• Work required:
Lift every line from the entries that includes the word "InstanceArn".

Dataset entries
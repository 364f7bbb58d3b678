// scheduler-tests/tests/common/mod.rs
// ============================================================================
// Module: Shared Test Fixtures
// Description: Seeded environment/facade builders reused across integration
//              tests.
// Purpose: Avoid repeating the same cluster/task-definition/instance setup
//          boilerplate in every end-to-end and property test.
// ============================================================================

#![allow(dead_code, reason = "not every fixture is used by every test binary")]
#![allow(
    clippy::unwrap_used,
    clippy::expect_used,
    reason = "Test fixtures favor direct unwraps and expects for setup clarity."
)]

use std::sync::Arc;

use scheduler_core::ClusterRef;
use scheduler_core::EnvironmentName;
use scheduler_core::InstanceArn;
use scheduler_core::InstanceStatus;
use scheduler_core::SystemClock;
use scheduler_core::TaskDefinitionArn;
use scheduler_core::Token;
use scheduler_engine::DeploymentService;
use scheduler_engine::EnvironmentService;
use scheduler_facade::FakeEcsFacade;
use scheduler_store::InMemoryStore;

/// Store backing every fixture environment.
pub type SharedStore = Arc<InMemoryStore<scheduler_core::Environment>>;
/// Facade backing every fixture cluster.
pub type SharedFacade = Arc<FakeEcsFacade>;
/// Environment service wired over [`SharedStore`].
pub type Environments = EnvironmentService<SharedStore>;
/// Deployment service wired over [`SharedStore`] and [`SharedFacade`].
pub type Deployments = DeploymentService<SharedStore, SharedFacade, SystemClock>;

/// Parses `name` as a bare cluster reference.
pub fn cluster(name: &str) -> ClusterRef {
    ClusterRef::parse(name).expect("test cluster name is well-formed")
}

/// Builds a single-revision task-definition arn from a family name.
pub fn task_definition(name: &str) -> TaskDefinitionArn {
    TaskDefinitionArn::parse(format!("arn:aws:ecs:us-east-1:1:task-definition/{name}:1"))
        .expect("test task-definition arn is well-formed")
}

/// Builds a container-instance arn from a short id.
pub fn instance_arn(id: &str) -> InstanceArn {
    InstanceArn::parse(format!("arn:aws:ecs:us-east-1:1:container-instance/{id}"))
        .expect("test instance arn is well-formed")
}

/// Builds an environment service, deployment service, and fake facade
/// sharing one store/cluster/task-definition, with `instances` already
/// registered and active in the facade. Returns the shared store too, since
/// dispatcher/worker/ticker tests need to build their own services over it.
pub async fn harness(
    env_name: &str,
    instances: &[&str],
) -> (SharedStore, Environments, Deployments, SharedFacade, EnvironmentName, Token) {
    let store: SharedStore = Arc::new(InMemoryStore::new());
    let facade: SharedFacade = Arc::new(FakeEcsFacade::new());
    let cluster_ref = cluster("c1");
    let task_def = task_definition("t");
    facade.seed_cluster(cluster_ref.clone(), 0).await;
    facade.seed_task_definition(task_def.clone(), "t".to_string(), 1).await;
    for instance in instances {
        facade.seed_instance(cluster_ref.clone(), instance_arn(instance), InstanceStatus::Active).await;
    }

    let environments = EnvironmentService::new(store.clone());
    let deployments = DeploymentService::new(store.clone(), facade.clone(), SystemClock);
    let env = environments
        .create(EnvironmentName::parse(env_name).expect("test env name is well-formed"), cluster_ref, task_def)
        .await
        .expect("environment creation in a fresh store never conflicts");
    (store, environments, deployments, facade, env.name, env.token)
}

/// Registers a new active instance in an already-seeded facade, simulating
/// an instance joining the cluster mid-deployment.
pub async fn join_instance(facade: &SharedFacade, cluster_ref: &ClusterRef, id: &str) -> InstanceArn {
    let arn = instance_arn(id);
    facade.seed_instance(cluster_ref.clone(), arn.clone(), InstanceStatus::Active).await;
    arn
}
// scheduler-engine/src/ids.rs
// ============================================================================
// Module: Fleet Scheduler Identifier Generation
// Description: Boot-scoped generator for deployment ids and environment
//              idempotency tokens.
// Purpose: Give the environment and deployment services a single place to
//          allocate fresh opaque identifiers.
// Dependencies: rand
// ============================================================================

//! ## Overview
//! [`IdGenerator`] pairs a process-boot random seed with a monotonic counter:
//! cheap, collision-free within a process lifetime, and free of any
//! dependency on wall-clock time (so tests stay deterministic regardless of
//! generation order).

// ============================================================================
// SECTION: Imports
// ============================================================================

use std::sync::atomic::AtomicU64;
use std::sync::atomic::Ordering;

use rand::RngCore;
use rand::rngs::OsRng;

use scheduler_core::DeploymentId;
use scheduler_core::Token;

// ============================================================================
// SECTION: Id Generator
// ============================================================================

/// Boot-scoped generator for deployment ids and environment tokens.
#[derive(Debug)]
pub struct IdGenerator {
    /// Boot-scoped random identifier for entropy.
    boot_id: u64,
    /// Monotonic counter for identifiers issued in this process.
    counter: AtomicU64,
}

impl Default for IdGenerator {
    fn default() -> Self {
        Self::new()
    }
}

impl IdGenerator {
    /// Creates a new generator seeded from the OS random number generator.
    #[must_use]
    pub fn new() -> Self {
        let mut bytes = [0_u8; 8];
        OsRng.fill_bytes(&mut bytes);
        Self { boot_id: u64::from_be_bytes(bytes), counter: AtomicU64::new(1) }
    }

    fn issue(&self, prefix: &str) -> String {
        let seq = self.counter.fetch_add(1, Ordering::Relaxed);
        format!("{prefix}-{:016x}-{:016x}", self.boot_id, seq)
    }

    /// Allocates a fresh deployment id.
    #[must_use]
    pub fn next_deployment_id(&self) -> DeploymentId {
        DeploymentId::new(self.issue("dep"))
    }

    /// Allocates a fresh environment idempotency token.
    #[must_use]
    pub fn next_token(&self) -> Token {
        Token::new(self.issue("tok"))
    }
}

// ============================================================================
// SECTION: Tests
// ============================================================================

#[cfg(test)]
mod tests {
    use super::*;

    #[test]
    fn successive_deployment_ids_are_distinct() {
        let gen = IdGenerator::new();
        let a = gen.next_deployment_id();
        let b = gen.next_deployment_id();
        assert_ne!(a, b);
    }

    #[test]
    fn successive_tokens_are_distinct() {
        let gen = IdGenerator::new();
        let a = gen.next_token();
        let b = gen.next_token();
        assert_ne!(a, b);
    }
}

• Result below:
use scheduler_core::InstanceArn;
pub fn instance_arn(id: &str) -> InstanceArn {
    InstanceArn::parse(format!("arn:aws:ecs:us-east-1:1:container-instance/{id}"))
pub async fn join_instance(facade: &SharedFacade, cluster_ref: &ClusterRef, id: &str) -> InstanceArn {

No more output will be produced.